Tracing the evolution of India’s electoral process

March 17, 2018 07:40 pm | Updated 07:40 pm IST

Ballot: Ten Episodes That Have Shaped India’s Democracy
Rasheed Kidwai
Hachette India
₹399

Ballot: Ten Episodes That Have Shaped India’s Democracy Rasheed Kidwai Hachette India ₹399

Elections are often seen as a sign of the times, a capture of the way society dealt with the important questions of that time. Do they have an enduring value, of signalling a moment in politics that affects events beyond the immediate? Rasheed Kidwai’s Ballot picks 10 era-defining elections, from the early 1950s, when India was a nascent democracy to the 2014 general election, when after 30 years of coalition politics, India saw a single party majority government at the Centre.

His list of key elections also touches on State polls, showing their relevance now. He examines, for instance, the dramatic rise of the Telugu Desam Party (TDP) in 1982-83 as a strong regional force in Andhra Pradesh that ended Congress dominance. This reminds us of the troubles within the National Democratic Alliance now, where the TDP has severed ties with the BJP, and yet distancing itself from the Congress, the reason for its birth. Prime Minister Narendra Modi’s recent speech in Parliament reminding these troubled allies of their founding anti-Congress principles is an occasion where elections mean much more than a change of government, including a break from patterns of political behaviour.

Kidwai highlights important elections, including Mamata Banerjee’s spectacular overthrow of the Left Front government in West Bengal, the formation of the BJP-Shiv Sena government in Maharashtra in 1995 and of those habitual ‘independent’ candidates like Mohan Lal Dhartipakad and Kaka Joginder Singh, who have filed nominations for all elected positions from President to panchayat with no hope of being elected.

He, however, misses out on one important election, that of 1989, when Vishwanath Pratap Singh, with support from the BJP and the Left, formed the National Front government.
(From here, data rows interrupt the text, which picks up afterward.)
//! Transient user-facing notifications.
//!
//! At most one notification is active. Each one starts a countdown task on
//! the Tokio runtime; a newer notification (or an explicit clear) aborts the
//! pending countdown. Every countdown also carries the generation it was
//! started for and only clears that generation, so a countdown that already
//! woke up can never clear a newer message.
//!
//! Outside a Tokio runtime no countdown is started. The message then
//! disappears on the first read after its `expires_at`.

use std::sync::{Arc, Mutex, MutexGuard, PoisonError};
use std::time::Duration;

use chrono::{DateTime, Utc};
use tokio::runtime::Handle;
use tokio::task::JoinHandle;
use tracing::debug;

/// Default lifetime of a notification.
pub const DEFAULT_TTL: Duration = Duration::from_secs(3);

/// A message shown to the user until it expires.
#[derive(Debug, Clone, PartialEq, Eq)]
pub struct Notification {
    pub text: String,
    /// Wall-clock time the countdown ends; `None` if it cannot be represented.
    pub expires_at: Option<DateTime<Utc>>,
}

impl Notification {
    /// Whether the notification has expired at `now`.
    #[must_use]
    pub fn is_expired(&self, now: DateTime<Utc>) -> bool {
        self.expires_at.is_some_and(|at| at <= now)
    }
}

#[derive(Debug, Default)]
struct Slot {
    current: Option<Notification>,
    generation: u64,
}

/// Single-slot notification channel with auto-clear.
#[derive(Debug)]
pub struct NotificationChannel {
    ttl: Duration,
    slot: Arc<Mutex<Slot>>,
    pending: Option<JoinHandle<()>>,
}

impl Default for NotificationChannel {
    fn default() -> Self {
        Self::new(DEFAULT_TTL)
    }
}

impl NotificationChannel {
    /// Create an empty channel whose notifications live for `ttl`.
    #[must_use]
    pub fn new(ttl: Duration) -> Self {
        Self {
            ttl,
            slot: Arc::new(Mutex::new(Slot::default())),
            pending: None,
        }
    }

    /// Lifetime of each notification.
    #[must_use]
    pub const fn ttl(&self) -> Duration {
        self.ttl
    }

    /// Show `text`, replacing any active notification and restarting the countdown.
    ///
    /// The countdown task runs on the current Tokio runtime, if there is one.
    pub fn notify(&mut self, text: impl Into<String>) {
        let text = text.into();
        let expires_at = chrono::Duration::from_std(self.ttl)
            .ok()
            .and_then(|ttl| Utc::now().checked_add_signed(ttl));

        let generation = {
            let mut slot = lock(&self.slot);
            slot.generation = slot.generation.wrapping_add(1);
            slot.current = Some(Notification { text, expires_at });
            slot.generation
        };

        self.cancel_pending();

        let Ok(runtime) = Handle::try_current() else {
            debug!(generation, "No runtime, notification expires on read");
            return;
        };

        let slot = Arc::clone(&self.slot);
        let ttl = self.ttl;
        self.pending = Some(runtime.spawn(async move {
            tokio::time::sleep(ttl).await;
            let mut slot = lock(&slot);
            if slot.generation == generation {
                slot.current = None;
                debug!(generation, "Notification expired");
            }
        }));
    }

    /// Remove the active notification and cancel its countdown.
    pub fn clear(&mut self) {
        self.cancel_pending();
        let mut slot = lock(&self.slot);
        slot.generation = slot.generation.wrapping_add(1);
        slot.current = None;
    }

    /// The active notification, if any.
    #[must_use]
    pub fn current(&self) -> Option<Notification> {
        let now = Utc::now();
        lock(&self.slot)
            .current
            .clone()
            .filter(|n| !n.is_expired(now))
    }

    /// Text of the active notification, if any.
    #[must_use]
    pub fn text(&self) -> Option<String> {
        self.current().map(|n| n.text)
    }

    fn cancel_pending(&mut self) {
        if let Some(handle) = self.pending.take() {
            handle.abort();
        }
    }
}

impl Drop for NotificationChannel {
    fn drop(&mut self) {
        self.cancel_pending();
    }
}

fn lock(slot: &Mutex<Slot>) -> MutexGuard<'_, Slot> {
    slot.lock().unwrap_or_else(PoisonError::into_inner)
}
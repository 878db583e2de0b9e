//! Admin configuration loaded from environment variables.
//!
//! # Environment Variables
//!
//! ## Optional
//! - `AUTHOR_DESK_DATA_DIR` - Directory holding the persisted slot files (default: .author-desk)
//! - `AUTHOR_DESK_NOTIFY_SECS` - Notification lifetime in seconds (default: 3)
//! - `AUTHOR_DESK_LOG_JSON` - Emit JSON logs instead of text (default: false)
//! - `RUST_LOG` - Log filter directives, read by the binary

use std::path::PathBuf;
use std::time::Duration;

use thiserror::Error;

const DEFAULT_DATA_DIR: &str = ".author-desk";
const DEFAULT_NOTIFY_SECS: u64 = 3;

/// Configuration errors that can occur during loading.
#[derive(Debug, Error)]
pub enum ConfigError {
    #[error("Invalid environment variable {0}: {1}")]
    InvalidEnvVar(String, String),
}

/// Admin application configuration.
#[derive(Debug, Clone, PartialEq, Eq)]
pub struct AdminConfig {
    /// Directory backing the file slot
    pub data_dir: PathBuf,
    /// How long a notification stays visible
    pub notification_ttl: Duration,
    /// Whether logs are emitted as JSON
    pub log_json: bool,
}

impl Default for AdminConfig {
    fn default() -> Self {
        Self {
            data_dir: PathBuf::from(DEFAULT_DATA_DIR),
            notification_ttl: Duration::from_secs(DEFAULT_NOTIFY_SECS),
            log_json: false,
        }
    }
}

impl AdminConfig {
    /// Load configuration from environment variables.
    ///
    /// Calls `dotenvy::dotenv()` to load from `.env` file if present.
    ///
    /// # Errors
    ///
    /// Returns `ConfigError` if a variable is set to an unparsable value.
    pub fn from_env() -> Result<Self, ConfigError> {
        // Load .env file if present (ignore errors if not found)
        let _ = dotenvy::dotenv();

        Self::from_lookup(|key| std::env::var(key).ok())
    }

    /// Build configuration from an arbitrary variable lookup.
    ///
    /// # Errors
    ///
    /// Returns `ConfigError` if a variable is set to an unparsable value.
    pub fn from_lookup<F>(lookup: F) -> Result<Self, ConfigError>
    where
        F: Fn(&str) -> Option<String>,
    {
        let data_dir = lookup("AUTHOR_DESK_DATA_DIR")
            .filter(|dir| !dir.trim().is_empty())
            .map_or_else(|| PathBuf::from(DEFAULT_DATA_DIR), PathBuf::from);

        let notification_ttl = match lookup("AUTHOR_DESK_NOTIFY_SECS") {
            Some(raw) => parse_notify_secs(&raw)?,
            None => Duration::from_secs(DEFAULT_NOTIFY_SECS),
        };

        let log_json = match lookup("AUTHOR_DESK_LOG_JSON") {
            Some(raw) => parse_bool("AUTHOR_DESK_LOG_JSON", &raw)?,
            None => false,
        };

        Ok(Self {
            data_dir,
            notification_ttl,
            log_json,
        })
    }
}

// =============================================================================
// Helper Functions
// =============================================================================

fn parse_notify_secs(raw: &str) -> Result<Duration, ConfigError> {
    let secs = raw.trim().parse::<u64>().map_err(|e| {
        ConfigError::InvalidEnvVar("AUTHOR_DESK_NOTIFY_SECS".to_string(), e.to_string())
    })?;
    if secs == 0 {
        return Err(ConfigError::InvalidEnvVar(
            "AUTHOR_DESK_NOTIFY_SECS".to_string(),
            "must be greater than zero".to_string(),
        ));
    }
    Ok(Duration::from_secs(secs))
}

fn parse_bool(key: &str, raw: &str) -> Result<bool, ConfigError> {
    match raw.trim().to_lowercase().as_str() {
        "1" | "true" | "yes" | "on" => Ok(true),
        "0" | "false" | "no" | "off" | "" => Ok(false),
        other => Err(ConfigError::InvalidEnvVar(
            key.to_string(),
            format!("expected a boolean, got '{other}'"),
        )),
    }
}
That election ushered in the era of coalition politics for the next three decades. It also saw the implementation of the Mandal Commission recommendations and the rise of the Ram Janmabhoomi issue that still defines politics and elections in India.

Kidwai’s style is breezy, anecdotal and full of interesting bon mots, including the fact that Bahujan Samaj Party (BSP) chief Mayawati was the first chief minister of Uttar Pradesh to complete a full five-year term, between 2007-2012.

The best chapter, however, is the one dealing with the two United Progressive Alliance governments that governed India between 2004-2014, of which the author had a ringside view.

The slim book with its descriptive account of India’s experience with electoral democracy illustrates the veracity of a comment in the Guardian after the 2004 election that saw the Congress come back to power: “The results were a complete surprise to everyone but the people who matter in an Indian election.”

Ballot: Ten Episodes That Have Shaped India’s Democracy ; Rasheed Kidwai, Hachette India, ₹399.